The electronic structure of biphenylene in the gas phase has the HOMO at a binding energy of 7.8 eV.

==Preparation==
Biphenylene was first synthesized by Lothrop in 1941.
The biphenylene structure can also be understood as a dimer of the reactive intermediate benzyne, which in fact serves as a major synthetic route, by heating the benzenediazonium-2-carboxylate zwitterion prepared from 2-aminobenzoic acid. Another approach is by N-amination of 1H-benzotriazole with hydroxylamine-O-sulfonic acid.

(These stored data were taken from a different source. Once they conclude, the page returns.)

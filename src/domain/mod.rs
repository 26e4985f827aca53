//! Domain layer: entities, ordering rules, events and repository contracts.
//!
//! Nothing here depends on HTTP or on a concrete database.
//!
//! - [`entities`] - link data structures
//! - [`ordering`] - default position and reorder permutation rules
//! - [`link_event`] - mutation events for the notification sink
//! - [`repositories`] - data access traits implemented in
//!   [`crate::infrastructure::persistence`]

pub mod entities;
pub mod link_event;
pub mod ordering;
pub mod repositories;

The major product, 1-aminobenzotriazole, forms benzyne in an almost quantitative yield by oxidation with lead(IV) acetate, which rapidly dimerises to biphenylene in good yields.

In the laboratory, flash vacuum pyrolysis of phthalic anhydride and other arylcarbonyls produces biphenylene.

==Higher biphenylenes==
Polycycles containing the biphenylene nucleus have also been prepared, some having considerable antiaromatic character. In general, additional 6-membered rings add further aromatic character, and additional 4-membered and 8-membered rings add antiaromatic character. However, the exact natures of the additions and fusions greatly affect the perturbations of the biphenylene system, with many fusions resulting in counter-intuitive stabilization by [4n] rings, or destabilization by 6-membered rings. This has led to significant interest in the systems by theoretical chemists and graph theoreticians.

===Network===
A complete 2-dimensional carbon sheet with biphenylene-like subunits has been proposed
and was in-depth investigated by theoretical means, finding a technologically relevant direct band gap of around 1 eV, excitonic binding energies of around 0.5 eV and potential as a gas sensor.

Later, researchers synthesized a biphenylene sheet consisting of sp^{2}-hybridized carbon atoms that formed four-, six-, and eight-membered rings on a smooth gold surface. A bottom-up two-step interpolymer dehydrofluorination of an adsorbed halogenated terphenyl molecule polymerization yielded ultraflat four- and eight-membered rings. The resulting allotrope was metallic.